Friday, October 11, 2013

Digital Games for Empowerment and Inclusion

(Shared by Zac Fitz-Walter on Gamification Weekly, issue 20)



Digital Games for Empowerment and Inclusion (DGEI): The Potential of Digital Games for Empowerment and Social Inclusion of Groups at Risk of Social and Economic Exclusion: Evidence and Opportunity for Policy (European Comission - Joint Research Centre, Information Society Unit).
This report shows the potential of games to support those at risk of social and economic exclusion (Gamification Weekly). The report finds that "games-based approaches offer a particular opportunity to reach people at risk" in particular young people not in Employment, Education or Training (NEETs).

Gamification, as a new concept is referred. A definition is provided and the relation of gamification with serious games is addressed. Also, the report mentions the potential of using digital games in education.

Definition of Gamification (Glossary, page 205):

Applying game design elements to non-game activities, often with the goal of engaging people more in these activities.
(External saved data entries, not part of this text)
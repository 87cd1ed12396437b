use anyhow::Result;
use crossterm::event::{KeyCode, KeyEvent, KeyModifiers, MouseEvent, MouseEventKind};

use crate::app::App;
use crate::tui::AppEvent;

/// Convert a character index to a byte index for UTF-8 safe string operations
fn char_to_byte_index(s: &str, char_idx: usize) -> usize {
    s.char_indices()
        .nth(char_idx)
        .map(|(i, _)| i)
        .unwrap_or(s.len())
}

pub fn handle_event(app: &mut App, event: AppEvent) -> Result<()> {
    match event {
        AppEvent::Key(key) => handle_key(app, key),
        AppEvent::Mouse(mouse) => handle_mouse(app, mouse),
        AppEvent::Resize(_, _) => {}
        AppEvent::Tick => app.tick_animation(),
    }
    Ok(())
}

fn handle_key(app: &mut App, key: KeyEvent) {
    // Control chords first; plain characters go to the input buffer.
    if key.modifiers.contains(KeyModifiers::CONTROL) {
        match key.code {
            KeyCode::Char('c') => app.should_quit = true,
            KeyCode::Char('b') => app.toggle_browsing(),
            KeyCode::Char('r') => app.reset_memory(),
            KeyCode::Char('u') => {
                app.input.clear();
                app.cursor = 0;
            }
            _ => {}
        }
        return;
    }

    match key.code {
        KeyCode::Esc => app.should_quit = true,
        KeyCode::Enter => app.submit_input(),

        KeyCode::Char(c) => {
            let byte_pos = char_to_byte_index(&app.input, app.cursor);
            app.input.insert(byte_pos, c);
            app.cursor += 1;
        }
        KeyCode::Backspace => {
            if app.cursor > 0 {
                app.cursor -= 1;
                let byte_pos = char_to_byte_index(&app.input, app.cursor);
                app.input.remove(byte_pos);
            }
        }
        KeyCode::Delete => {
            let char_count = app.input.chars().count();
            if app.cursor < char_count {
                let byte_pos = char_to_byte_index(&app.input, app.cursor);
                app.input.remove(byte_pos);
            }
        }
        KeyCode::Left => app.cursor = app.cursor.saturating_sub(1),
        KeyCode::Right => {
            let char_count = app.input.chars().count();
            if app.cursor < char_count {
                app.cursor += 1;
            }
        }
        KeyCode::Home => app.cursor = 0,
        KeyCode::End => app.cursor = app.input.chars().count(),

        KeyCode::Up | KeyCode::PageUp => app.scroll_up(),
        KeyCode::Down | KeyCode::PageDown => app.scroll_down(),

        _ => {}
    }
}

fn handle_mouse(app: &mut App, mouse: MouseEvent) {
    match mouse.kind {
        MouseEventKind::ScrollUp => app.scroll_up(),
        MouseEventKind::ScrollDown => app.scroll_down(),
        _ => {}
    }
}

#[cfg(test)]
mod tests {
    use super::*;
    use crate::api::ApiClient;
    use crate::conversation::ChatMessage;
    use tokio::sync::mpsc;

    fn test_app() -> (App, mpsc::UnboundedReceiver<ChatMessage>) {
        let (tx, rx) = mpsc::unbounded_channel();
        (App::new(ApiClient::new("http://127.0.0.1:9"), tx), rx)
    }

    fn press(code: KeyCode) -> AppEvent {
        AppEvent::Key(KeyEvent::new(code, KeyModifiers::NONE))
    }

    fn ctrl(c: char) -> AppEvent {
        AppEvent::Key(KeyEvent::new(KeyCode::Char(c), KeyModifiers::CONTROL))
    }

    #[tokio::test]
    async fn typing_inserts_at_cursor() {
        let (mut app, _rx) = test_app();
        for c in "héllo".chars() {
            handle_event(&mut app, press(KeyCode::Char(c))).unwrap();
        }
        assert_eq!(app.input, "héllo");
        assert_eq!(app.cursor, 5);

        // Move left twice and insert in the middle of a multibyte string
        handle_event(&mut app, press(KeyCode::Left)).unwrap();
        handle_event(&mut app, press(KeyCode::Left)).unwrap();
        handle_event(&mut app, press(KeyCode::Char('x'))).unwrap();
        assert_eq!(app.input, "hélxlo");
    }

    #[tokio::test]
    async fn backspace_removes_multibyte_chars() {
        let (mut app, _rx) = test_app();
        app.input = "héllo".to_string();
        app.cursor = 2;
        handle_event(&mut app, press(KeyCode::Backspace)).unwrap();
        assert_eq!(app.input, "hllo");
        assert_eq!(app.cursor, 1);
    }

    #[tokio::test]
    async fn ctrl_b_toggles_browsing() {
        let (mut app, _rx) = test_app();
        handle_event(&mut app, ctrl('b')).unwrap();
        assert!(app.enable_browsing);
    }

    #[tokio::test]
    async fn ctrl_r_clears_history() {
        let (mut app, _rx) = test_app();
        handle_event(&mut app, ctrl('r')).unwrap();
        assert_eq!(app.conversation.len(), 0);
    }

    #[tokio::test]
    async fn ctrl_c_and_esc_quit() {
        let (mut app, _rx) = test_app();
        handle_event(&mut app, ctrl('c')).unwrap();
        assert!(app.should_quit);

        let (mut app, _rx) = test_app();
        handle_event(&mut app, press(KeyCode::Esc)).unwrap();
        assert!(app.should_quit);
    }

    #[tokio::test]
    async fn enter_with_whitespace_input_sends_nothing() {
        let (mut app, _rx) = test_app();
        app.input = " \t ".to_string();
        handle_event(&mut app, press(KeyCode::Enter)).unwrap();
        assert_eq!(app.conversation.len(), 1);
        assert!(!app.is_loading());
    }
}
//! HTTP client for the agent backend.
//!
//! Two endpoints: `/api/message` for a single exchange and
//! `/api/reset_session` to drop the server-side conversation memory.
//! Both are best-effort single attempts with no retries or timeouts.

use anyhow::{anyhow, Result};
use reqwest::Client;
use serde::{Deserialize, Serialize};

use crate::conversation::ChatMessage;

/// Placeholder reply shown whenever a message exchange fails.
pub const FETCH_ERROR: &str = "Error fetching message!";

#[derive(Serialize)]
struct MessageRequest<'a> {
    message: &'a str,
    enable_browsing: bool,
}

#[derive(Deserialize)]
struct MessageResponse {
    response: String,
}

#[derive(Clone)]
pub struct ApiClient {
    client: Client,
    base_url: String,
}

impl ApiClient {
    pub fn new(base_url: &str) -> Self {
        Self {
            client: Client::new(),
            base_url: base_url.trim_end_matches('/').to_string(),
        }
    }

    pub fn base_url(&self) -> &str {
        &self.base_url
    }

    /// Sends one user message and returns the agent's reply.
    ///
    /// Transport failures, non-2xx statuses, and undecodable bodies all
    /// collapse into a fixed placeholder agent message. The chat keeps
    /// going; the underlying error only reaches the log.
    pub async fn send_message(&self, text: &str, enable_browsing: bool) -> ChatMessage {
        match self.fetch_reply(text, enable_browsing).await {
            Ok(reply) => ChatMessage::agent(reply),
            Err(err) => {
                tracing::warn!(error = %err, "message request failed");
                ChatMessage::agent(FETCH_ERROR)
            }
        }
    }

    async fn fetch_reply(&self, text: &str, enable_browsing: bool) -> Result<String> {
        let url = format!("{}/api/message", self.base_url);

        let request = MessageRequest {
            message: text,
            enable_browsing,
        };

        let response = self.client.post(&url).json(&request).send().await?;

        if !response.status().is_success() {
            return Err(anyhow!(
                "message request failed with status: {}",
                response.status()
            ));
        }

        let message_response: MessageResponse = response.json().await?;
        Ok(message_response.response)
    }

    /// Asks the backend to forget the session. Best-effort: a failure is
    /// logged and otherwise ignored, and the caller clears local history
    /// regardless.
    pub async fn reset_session(&self) {
        let url = format!("{}/api/reset_session", self.base_url);

        match self.client.post(&url).send().await {
            Ok(response) if response.status().is_success() => {}
            Ok(response) => {
                tracing::warn!(status = %response.status(), "session reset rejected");
            }
            Err(err) => {
                tracing::warn!(error = %err, "session reset request failed");
            }
        }
    }
}

#[cfg(test)]
mod tests {
    use super::*;
    use crate::conversation::ChatRole;
    use tokio::io::{AsyncReadExt, AsyncWriteExt};
    use tokio::net::TcpListener;

    /// One-shot HTTP responder: accepts a single connection, reads the
    /// request, and writes back the given status line and body.
    async fn spawn_responder(status_line: &'static str, body: &'static str) -> String {
        let listener = TcpListener::bind("127.0.0.1:0").await.unwrap();
        let addr = listener.local_addr().unwrap();

        tokio::spawn(async move {
            if let Ok((mut socket, _)) = listener.accept().await {
                let mut buf = [0u8; 4096];
                let _ = socket.read(&mut buf).await;
                let response = format!(
                    "{status_line}\r\nContent-Type: application/json\r\nContent-Length: {}\r\nConnection: close\r\n\r\n{body}",
                    body.len()
                );
                let _ = socket.write_all(response.as_bytes()).await;
                let _ = socket.shutdown().await;
            }
        });

        format!("http://{addr}")
    }

    #[test]
    fn request_body_carries_browsing_flag() {
        let enabled = serde_json::to_string(&MessageRequest {
            message: "hello",
            enable_browsing: true,
        })
        .unwrap();
        assert_eq!(enabled, r#"{"message":"hello","enable_browsing":true}"#);

        let disabled = serde_json::to_string(&MessageRequest {
            message: "hello",
            enable_browsing: false,
        })
        .unwrap();
        assert_eq!(disabled, r#"{"message":"hello","enable_browsing":false}"#);
    }

    #[tokio::test]
    async fn successful_send_returns_agent_reply() {
        let base = spawn_responder("HTTP/1.1 200 OK", r#"{"response":"4"}"#).await;
        let client = ApiClient::new(&base);

        let reply = client.send_message("What is 2+2?", false).await;
        assert_eq!(reply.role, ChatRole::Agent);
        assert_eq!(reply.content, "4");
    }

    #[tokio::test]
    async fn non_200_yields_placeholder() {
        let base = spawn_responder(
            "HTTP/1.1 500 Internal Server Error",
            r#"{"error":"boom"}"#,
        )
        .await;
        let client = ApiClient::new(&base);

        let reply = client.send_message("hello", false).await;
        assert_eq!(reply.content, FETCH_ERROR);
    }

    #[tokio::test]
    async fn malformed_body_yields_placeholder() {
        let base = spawn_responder("HTTP/1.1 200 OK", "not json at all").await;
        let client = ApiClient::new(&base);

        let reply = client.send_message("hello", true).await;
        assert_eq!(reply.content, FETCH_ERROR);
    }

    #[tokio::test]
    async fn unreachable_backend_yields_placeholder() {
        // Nothing listens here; the connection is refused immediately.
        let listener = TcpListener::bind("127.0.0.1:0").await.unwrap();
        let addr = listener.local_addr().unwrap();
        drop(listener);

        let client = ApiClient::new(&format!("http://{addr}"));
        let reply = client.send_message("hello", false).await;
        assert_eq!(reply.role, ChatRole::Agent);
        assert_eq!(reply.content, FETCH_ERROR);
    }

    #[tokio::test]
    async fn reset_session_swallows_failures() {
        let listener = TcpListener::bind("127.0.0.1:0").await.unwrap();
        let addr = listener.local_addr().unwrap();
        drop(listener);

        // Must not panic or return an error.
        ApiClient::new(&format!("http://{addr}")).reset_session().await;
    }

    #[test]
    fn trailing_slash_is_trimmed() {
        let client = ApiClient::new("http://localhost:8000/");
        assert_eq!(client.base_url(), "http://localhost:8000");
    }
}
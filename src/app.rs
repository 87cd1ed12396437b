use tokio::sync::mpsc;

use crate::api::ApiClient;
use crate::conversation::{ChatMessage, Conversation};

/// Application state for the chat session.
///
/// Owned by the event loop task; background request tasks never touch it
/// directly. They hand finished replies back over the reply channel and
/// the loop applies them in arrival order.
pub struct App {
    // Core state
    pub should_quit: bool,

    // Chat history
    pub conversation: Conversation,

    // Input state
    pub input: String,
    pub cursor: usize, // cursor position in input, in chars

    // Browsing flag, forwarded verbatim on every send
    pub enable_browsing: bool,

    // In-flight request bookkeeping
    pending_requests: usize,
    replies_tx: mpsc::UnboundedSender<ChatMessage>,

    // Chat viewport (updated during render)
    pub chat_scroll: u16,
    pub chat_height: u16,
    pub chat_width: u16,

    // Animation state
    pub animation_frame: u8, // 0-2 for ellipsis animation

    // Backend
    pub api: ApiClient,
}

impl App {
    pub fn new(api: ApiClient, replies_tx: mpsc::UnboundedSender<ChatMessage>) -> Self {
        Self {
            should_quit: false,
            conversation: Conversation::seeded(),
            input: String::new(),
            cursor: 0,
            enable_browsing: false,
            pending_requests: 0,
            replies_tx,
            chat_scroll: 0,
            chat_height: 0,
            chat_width: 0,
            animation_frame: 0,
            api,
        }
    }

    pub fn is_loading(&self) -> bool {
        self.pending_requests > 0
    }

    pub fn toggle_browsing(&mut self) {
        self.enable_browsing = !self.enable_browsing;
    }

    /// Sends the current input as a user message.
    ///
    /// Blank and whitespace-only input is a no-op: no request goes out
    /// and the history is untouched. Otherwise the user message is
    /// appended immediately and the exchange runs on a background task
    /// whose reply arrives through the reply channel.
    pub fn submit_input(&mut self) {
        if self.input.trim().is_empty() {
            return;
        }

        let text = std::mem::take(&mut self.input);
        self.cursor = 0;

        self.conversation.push(ChatMessage::user(text.clone()));
        self.pending_requests += 1;
        self.scroll_chat_to_bottom();

        let api = self.api.clone();
        let enable_browsing = self.enable_browsing;
        let tx = self.replies_tx.clone();
        tokio::spawn(async move {
            let reply = api.send_message(&text, enable_browsing).await;
            let _ = tx.send(reply);
        });
    }

    /// Applies a finished exchange. Replies land in arrival order, which
    /// for overlapping sends may differ from send order.
    pub fn apply_reply(&mut self, reply: ChatMessage) {
        self.pending_requests = self.pending_requests.saturating_sub(1);
        self.conversation.push(reply);
        self.scroll_chat_to_bottom();
    }

    /// Clears the conversation and asks the backend to forget the
    /// session. Local state is cleared unconditionally; a failed
    /// server-side reset only shows up in the log.
    pub fn reset_memory(&mut self) {
        let api = self.api.clone();
        tokio::spawn(async move {
            api.reset_session().await;
        });

        self.conversation.clear();
        self.chat_scroll = 0;
    }

    pub fn tick_animation(&mut self) {
        if self.is_loading() {
            self.animation_frame = (self.animation_frame + 1) % 3;
        }
    }

    pub fn scroll_up(&mut self) {
        self.chat_scroll = self.chat_scroll.saturating_sub(1);
    }

    pub fn scroll_down(&mut self) {
        self.chat_scroll = self.chat_scroll.saturating_add(1);
    }

    /// Scroll the chat so the newest message (or "Thinking...") is visible.
    pub fn scroll_chat_to_bottom(&mut self) {
        // Use actual chat width for wrap calculation, default to 50 if not set
        let wrap_width = if self.chat_width > 0 {
            self.chat_width as usize
        } else {
            50
        };

        let mut total_lines: u16 = 0;

        for msg in self.conversation.messages() {
            if msg.content.is_empty() {
                continue; // suppressed from rendering
            }
            total_lines += 1; // Role line ("You:" or "Agent:")
            for line in msg.content.lines() {
                // Character count, not byte length, for proper UTF-8 handling
                let char_count = line.chars().count();
                if char_count == 0 {
                    total_lines += 1;
                } else {
                    total_lines += ((char_count / wrap_width) + 1) as u16;
                }
            }
            total_lines += 1; // Blank line after message
        }

        if self.is_loading() {
            total_lines += 2; // Role line + "Thinking..."
        }

        let visible_height = if self.chat_height > 0 {
            self.chat_height
        } else {
            20
        };

        if total_lines > visible_height {
            self.chat_scroll = total_lines.saturating_sub(visible_height);
        } else {
            self.chat_scroll = 0;
        }
    }
}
The “Serious Game” and "Gamification" Industries (page 125)
(...)
However none of these terms has captured the imagination so much as the term ‘Gamification’, a sufficiently vague concept that has served to reinvigorating some of the serious game work, which may be too serious, Gamification focuses on how to exploit the gameplay elements of digital games in applications that are not digital games, but in practice implementations are frequently based in online services and mobile apps. In 2012, Gamification ideas, long used in weight-loss and child motivation, are attracting considerable interest from consultants and policy makers linked to ideas of 'nudging'. However it is not immediately clear whether those with the expertise to develop gamification are game designers or have any relationship with digital games development, and whether the tools of gamification can be considered part of 'serious games and gaming'. However discussion of gamification often end up addressing 'serious games', and proponents of ‘serious games’ are starting to appropriate the term to promote their own work. As Escribano (2012) suggests, conventional and low key use of game approaches has taken a technological turn (Escribano, 2012). One of the key popularisers of the idea through her games and publications is game designer Jane McGonigal, who explicitly developed the idea in developing an online tool with game-based techniques to promote personal empowerment, using the resilience approach. Clearly, the current trend of gamification is closely linked to the potential of ICTs, and the rich tools of digital gaming, and the popularity of the gamification idea focuses attention more clearly on the game like motivational elements of 'serious gaming' rather than the technological elements.
(...)

Education (page 128)
Use of digital games in the education sector is one of the oldest applications of games. From the supply side they can be developed as part of an educational publishing business, and more recently, the elearning industry. However, educational games, according to the report of the EC Engage project122, have always been "low budget, low tech, poor cousins of the computer game industry. Up until recently, very few commercial companies have provided good quality educational games. Historically, these games have been written by teachers and academics who wish to utilize the technology within there teaching, but usually do not have the skill, not the finance, to create a high quality product". This is changing with new expertise, tools andchanging business models for distribution. Games in education can be replacements for text books and other media, or tools for game-making and a more radical gamified approach to teaching and learning. Serious uptake in the formal education sector however, depends on significant innovation in practices of formal schooling, and in the procurement and certification systems for education products.